LUGANO - Dopo aver ripercorso tutti i fatti che hanno portato all’omicidio di un 35enne portoghese in via Odescalchi l’8 ottobre 2015, il giudice ha chiesto agli imputati i loro progetti di vita una volta che questa storia sarà finita, in caso di condanna un futuro non così immediato.

Le condoglianze - Tutti hanno voluto spendere qualche parola per la famiglia della vittima, porgendo le proprie condoglianze. Segno di pentimento che non sembra essere stato gradito da parte del pubblico in aula. Le parole degli imputati sono state commentate con cenni di disapprovazione da alcuni parenti della vittima, i quali hanno mantenuto una dignitosa compostezza.

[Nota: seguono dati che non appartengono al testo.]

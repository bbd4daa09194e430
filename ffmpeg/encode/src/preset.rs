/*!
    Encoder preset files.

    A preset is a plain text file of `key: value` lines that are passed to
    the encoder as options. Blank lines and lines starting with `#` are
    ignored.
*/

use std::path::Path;

use ffmpeg_types::{Error, Result};

/**
    Parse preset text into ordered option pairs.
*/
pub fn parse_preset(text: &str) -> Result<Vec<(String, String)>> {
    let mut options = Vec::new();
    for (index, line) in text.lines().enumerate() {
        let line = line.trim();
        if line.is_empty() || line.starts_with('#') {
            continue;
        }
        let Some((key, value)) = line.split_once(':') else {
            return Err(Error::invalid_data(format!(
                "preset line {} has no ':' separator",
                index + 1
            )));
        };
        let key = key.trim();
        if key.is_empty() {
            return Err(Error::invalid_data(format!(
                "preset line {} has an empty key",
                index + 1
            )));
        }
        options.push((key.to_string(), value.trim().to_string()));
    }
    Ok(options)
}

/**
    Read and parse a preset file.
*/
pub fn load_preset(path: impl AsRef<Path>) -> Result<Vec<(String, String)>> {
    let text = std::fs::read_to_string(path)?;
    parse_preset(&text)
}

#[cfg(test)]
mod tests {
    use super::*;
    use std::io::Write;

    #[test]
    fn parses_pairs_in_order() {
        let text = "# x264 tuning\npreset: slow\n\ncrf : 18\nx264-params: keyint=24:min-keyint=24\n";
        let options = parse_preset(text).unwrap();
        assert_eq!(
            options,
            [
                ("preset".to_string(), "slow".to_string()),
                ("crf".to_string(), "18".to_string()),
                (
                    "x264-params".to_string(),
                    "keyint=24:min-keyint=24".to_string()
                ),
            ]
        );
    }

    #[test]
    fn rejects_malformed_lines() {
        let err = parse_preset("preset: slow\ncrf 18\n").unwrap_err();
        assert!(err.to_string().contains("line 2"));
        assert!(parse_preset(": value").is_err());
    }

    #[test]
    fn loads_from_file() {
        let mut file = tempfile::NamedTempFile::new().unwrap();
        writeln!(file, "profile: 3").unwrap();
        let options = load_preset(file.path()).unwrap();
        assert_eq!(options, [("profile".to_string(), "3".to_string())]);
        assert!(matches!(
            load_preset(file.path().with_extension("missing")),
            Err(Error::Io(_))
        ));
    }
}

Lo sparatore - Il primo a parlare è stato Qëndrim Berisha, 27 anni, svizzero di origini kosovare, colui che quella fatidica sera aprì il fuoco: «Quella sera ho commesso l’errore più grande della mia vita. Vorrei chiedere scusa alla sua famiglia». E per il futuro? «Tornerò a lavorare con mio padre, spero di trovare una brava ragazza e crearmi una famiglia».

L’uomo col manganello - Alberto Magno Guimaraes Inociencio, 27 anni, italo-brasiliano, atterrò la vittima con il suo bastone tattico. «Ho sbagliato ad andare quella sera. Quando uscirò, vorrei tornare in Brasile, vorrei portarci tutta la mia famiglia, anche mio fratello che abita in Svizzera». Laggiù sogna di «vivere tranquillo e aprire un’attività. Ho visto che questa vita non porta da nessuna parte».

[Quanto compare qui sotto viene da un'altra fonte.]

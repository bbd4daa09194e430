/*!
    Caller-facing media times.
*/

use std::fmt;
use std::ops::{Add, Sub};

/**
    A point in time expressed as `value` units of `1/rate` seconds.

    Frame times use the frame rate as their rate (`RationalTime::new(12.0, 24.0)`
    is frame 12 at 24 fps), audio times usually use the sample rate.
*/
#[derive(Clone, Copy, Debug, PartialEq)]
pub struct RationalTime {
    pub value: f64,
    pub rate: f64,
}

impl RationalTime {
    /**
        Create a new time.
    */
    pub const fn new(value: f64, rate: f64) -> Self {
        Self { value, rate }
    }

    /**
        Zero at the given rate.
    */
    pub const fn zero(rate: f64) -> Self {
        Self { value: 0.0, rate }
    }

    /**
        Returns true if the rate is usable for conversions.
    */
    pub fn is_valid(&self) -> bool {
        self.rate > 0.0 && self.value.is_finite()
    }

    /**
        Express this time at a different rate.
    */
    pub fn rescaled_to(self, rate: f64) -> Self {
        if self.rate == rate {
            return self;
        }
        Self {
            value: self.value * rate / self.rate,
            rate,
        }
    }

    /**
        Returns the time in seconds.
    */
    pub fn to_seconds(self) -> f64 {
        self.value / self.rate
    }

    /**
        Returns the time as a whole number of `1/rate` units, rounded to
        the nearest unit.
    */
    pub fn to_units(self, rate: f64) -> i64 {
        self.rescaled_to(rate).value.round() as i64
    }
}

impl Add for RationalTime {
    type Output = RationalTime;

    fn add(self, rhs: Self) -> Self::Output {
        let rhs = rhs.rescaled_to(self.rate);
        Self::new(self.value + rhs.value, self.rate)
    }
}

impl Sub for RationalTime {
    type Output = RationalTime;

    fn sub(self, rhs: Self) -> Self::Output {
        let rhs = rhs.rescaled_to(self.rate);
        Self::new(self.value - rhs.value, self.rate)
    }
}

impl fmt::Display for RationalTime {
    fn fmt(&self, f: &mut fmt::Formatter<'_>) -> fmt::Result {
        write!(f, "{}@{}", self.value, self.rate)
    }
}

/**
    A half-open span of media time.
*/
#[derive(Clone, Copy, Debug, PartialEq)]
pub struct TimeRange {
    pub start: RationalTime,
    pub duration: RationalTime,
}

impl TimeRange {
    /**
        Create a new range.
    */
    pub const fn new(start: RationalTime, duration: RationalTime) -> Self {
        Self { start, duration }
    }

    /**
        Exclusive end of the range, at the start's rate.
    */
    pub fn end_exclusive(&self) -> RationalTime {
        self.start + self.duration
    }
}

#[cfg(test)]
mod tests {
    use super::*;

    #[test]
    fn rescale_frames_to_samples() {
        let t = RationalTime::new(24.0, 24.0);
        assert_eq!(t.to_units(48000.0), 48000);
    }

    #[test]
    fn subtraction_uses_left_rate() {
        let t = RationalTime::new(48.0, 24.0) - RationalTime::new(1.0, 1.0);
        assert_eq!(t, RationalTime::new(24.0, 24.0));
    }

    #[test]
    fn to_units_rounds() {
        let t = RationalTime::new(1.0, 3.0);
        assert_eq!(t.to_units(2.0), 1);
    }

    #[test]
    fn range_end() {
        let range = TimeRange::new(RationalTime::new(100.0, 48000.0), RationalTime::new(37.0, 48000.0));
        assert_eq!(range.end_exclusive(), RationalTime::new(137.0, 48000.0));
    }

    #[test]
    fn validity() {
        assert!(RationalTime::new(0.0, 24.0).is_valid());
        assert!(!RationalTime::new(0.0, 0.0).is_valid());
        assert!(!RationalTime::new(f64::NAN, 24.0).is_valid());
    }
}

Fondare un’impresa - Lo svizzero di origini ucraine Yevhen Spiyhavka, 27 anni si è detto dispiaciuto per essersi messo «in questa situazione e per la droga che ho venduto». Anche lui ha spiegato di aver avuto tempo di pensare in carcere. «Come sapete domani mi sposo, spero di crearmi una famiglia e trovare un lavoro», ha detto. Riproponendo poi un sogno presente anche nell’atto d’accusa, visto che ci aveva già provato ad agosto 2015 commettendo il reato di conseguimento fraudolento di una falsa attestazione: «Spero di riuscire con mio padre a fondare una società di costruzioni in Svizzera, di sicuro non andrò mai più a vendere droga».

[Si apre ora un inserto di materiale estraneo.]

/*!
    Encoder lookup and declared capabilities.
*/

use ffmpeg_next::{
    Codec,
    codec::Id as CodecIdFFmpeg,
    ffi,
    format::{Pixel, Sample},
};

use ffmpeg_transform::convert::{pixel_format_from_ffmpeg, sample_format_from_ffmpeg};
use ffmpeg_types::{ChannelLayout, CodecId, PixelFormat, SampleFormat};

use crate::negotiate::Candidate;

/**
    Convert our CodecId to FFmpeg's codec ID.
*/
pub fn codec_id_to_ffmpeg(codec: CodecId) -> CodecIdFFmpeg {
    match codec {
        CodecId::H264 => CodecIdFFmpeg::H264,
        CodecId::ProRes => CodecIdFFmpeg::PRORES,
        CodecId::DnxHd => CodecIdFFmpeg::DNXHD,
        CodecId::Vp9 => CodecIdFFmpeg::VP9,
        CodecId::Av1 => CodecIdFFmpeg::AV1,
        CodecId::Hap => CodecIdFFmpeg::HAP,
        CodecId::Cineform => CodecIdFFmpeg::CFHD,
        CodecId::Aac => CodecIdFFmpeg::AAC,
        CodecId::Ac3 => CodecIdFFmpeg::AC3,
        CodecId::Mp3 => CodecIdFFmpeg::MP3,
        CodecId::Opus => CodecIdFFmpeg::OPUS,
        CodecId::Vorbis => CodecIdFFmpeg::VORBIS,
        CodecId::Flac => CodecIdFFmpeg::FLAC,
        CodecId::PcmS16Le => CodecIdFFmpeg::PCM_S16LE,
        CodecId::PcmS16Be => CodecIdFFmpeg::PCM_S16BE,
    }
}

/**
    Look up the encoder a candidate names. Returns None if this FFmpeg
    build does not provide it.
*/
pub fn find_encoder(candidate: &Candidate) -> Option<Codec> {
    match candidate {
        Candidate::Codec(id) => ffmpeg_next::encoder::find(codec_id_to_ffmpeg(*id)),
        named => ffmpeg_next::encoder::find_by_name(named.name()),
    }
}

/**
    Formats a video encoder declares. None means the encoder does not
    declare a list, formats we do not model are left out.
*/
#[derive(Clone, Debug, PartialEq, Eq)]
pub struct VideoCapabilities {
    pub pixel_formats: Option<Vec<PixelFormat>>,
}

/**
    Formats, rates and layouts an audio encoder declares.
*/
#[derive(Clone, Debug, PartialEq, Eq)]
pub struct AudioCapabilities {
    pub sample_formats: Option<Vec<SampleFormat>>,
    pub sample_rates: Option<Vec<u32>>,
    pub channel_layouts: Option<Vec<ChannelLayout>>,
}

pub fn video_capabilities(codec: &Codec) -> VideoCapabilities {
    let mut pixel_formats = None;
    unsafe {
        let ptr = codec.as_ptr();
        let mut fmt = (*ptr).pix_fmts;
        if !fmt.is_null() {
            let mut formats = Vec::new();
            while *fmt != ffi::AVPixelFormat::AV_PIX_FMT_NONE {
                if let Some(format) = pixel_format_from_ffmpeg(Pixel::from(*fmt)) {
                    push_unique(&mut formats, format);
                }
                fmt = fmt.add(1);
            }
            pixel_formats = Some(formats);
        }
    }
    VideoCapabilities { pixel_formats }
}

pub fn audio_capabilities(codec: &Codec) -> AudioCapabilities {
    let mut caps = AudioCapabilities {
        sample_formats: None,
        sample_rates: None,
        channel_layouts: None,
    };
    unsafe {
        let ptr = codec.as_ptr();

        let mut fmt = (*ptr).sample_fmts;
        if !fmt.is_null() {
            let mut formats = Vec::new();
            while *fmt != ffi::AVSampleFormat::AV_SAMPLE_FMT_NONE {
                if let Some(format) = sample_format_from_ffmpeg(Sample::from(*fmt)) {
                    push_unique(&mut formats, format);
                }
                fmt = fmt.add(1);
            }
            caps.sample_formats = Some(formats);
        }

        let mut rate = (*ptr).supported_samplerates;
        if !rate.is_null() {
            let mut rates = Vec::new();
            while *rate != 0 {
                if *rate > 0 {
                    push_unique(&mut rates, *rate as u32);
                }
                rate = rate.add(1);
            }
            caps.sample_rates = Some(rates);
        }

        let mut layout = (*ptr).ch_layouts;
        if !layout.is_null() {
            let mut layouts = Vec::new();
            while (*layout).nb_channels != 0 {
                let count = (*layout).nb_channels;
                if (1..=8).contains(&count) {
                    push_unique(&mut layouts, ChannelLayout::from_count(count as u16));
                }
                layout = layout.add(1);
            }
            caps.channel_layouts = Some(layouts);
        }
    }
    caps
}

fn push_unique<T: PartialEq>(items: &mut Vec<T>, item: T) {
    if !items.contains(&item) {
        items.push(item);
    }
}
/*!
    Shared types for the ffmpeg media writing crates.

    This crate defines the vocabulary that crosses crate boundaries: the
    values callers hand to a write session and the values passed between the
    converters, encoders and the container sink. It has no dependency on
    FFmpeg, so everything here can be unit tested without native libraries.

    # Core Types

    - [`Rational`] - Time bases and frame rates, with [`Rational::rescale`]
    - [`RationalTime`] and [`TimeRange`] - Caller-facing media times
    - [`Pts`] and [`MediaDuration`] - Timestamps in time_base units
    - [`Image`] and [`AudioBuffer`] - Caller-supplied media
    - [`AudioFrame`] - Encoder-sized audio frames
    - [`Packet`] - Encoded packet data

    # Format Types

    - [`PixelFormat`], [`SampleFormat`], [`ChannelLayout`]
    - [`ColorRange`], [`ColorPrimaries`], [`ColorTransfer`], [`ColorSpace`]
    - [`CodecId`], [`ContainerFormat`]

    # Metadata

    - [`HdrMetadata`] - Mastering display and content light levels
    - [`Tags`] - Ordered string metadata
*/

use std::collections::BTreeMap;

mod codec;
mod color;
mod container;
mod error;
mod format;
mod frame;
mod hdr;
mod packet;
mod rational;
mod stream;
mod time;
mod timestamp;

pub use codec::CodecId;
pub use color::{ColorPrimaries, ColorRange, ColorSpace, ColorTransfer};
pub use container::ContainerFormat;
pub use error::{Error, Result};
pub use format::{Chroma, ChannelLayout, ColorFamily, PixelFormat, PlaneShape, SampleFormat};
pub use frame::{AudioBuffer, AudioFrame, Image, ImageInfo, ImageLayout, PlaneLayout};
pub use hdr::{Chromaticity, DisplayPrimaries, HDR_TAG, HdrMetadata, LuminanceRange};
pub use packet::{Packet, StreamType};
pub use rational::Rational;
pub use stream::{AudioInfo, VideoInfo};
pub use time::{RationalTime, TimeRange};
pub use timestamp::{MediaDuration, Pts};

/**
    Ordered string metadata written into containers and streams.
*/
pub type Tags = BTreeMap<String, String>;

Rischio di espulsione - Fidan Mavraj, 29 anni, cittadino kosovaro, si è detto pentito di aver iniziato a frequentare il giro della vita notturna: «Non ha fatto che portarmi guai», ha detto. Nessuno della sua famiglia si è mai avvicinato a quegli ambienti. «Per me, mio fratello è un esempio. È servito il carcere per farmelo capire», spiega dopo quasi un anno di carcerazione preventiva ed espiazione anticipata della pena. Una volta uscito dal carcere sogna di prendere un diploma da meccanico di precisione. Kosovaro non naturalizzato rischia però l’espulsione dal Paese. «In Kosovo sono tornato solo in vacanza, sempre per pochi giorni», ha raccontato. Il resto della sua famiglia, invece, ha ottenuto la cittadinanza svizzera.

Il ritorno in Romania - Marinel Lupulescu, 37 anni, rumeno, ha deciso che, scontata la pena, farà ritorno nel suo Paese. «Voglio stare vicino a mia figlia che ha tredici anni», ha spiegato. «Ho sbagliato in questi 5 o 6 anni», ha aggiunto. «Voglio stare vicino alla mia famiglia e trovare un lavoro come meccanico o nella trafilatura, è quello che ho sempre fatto».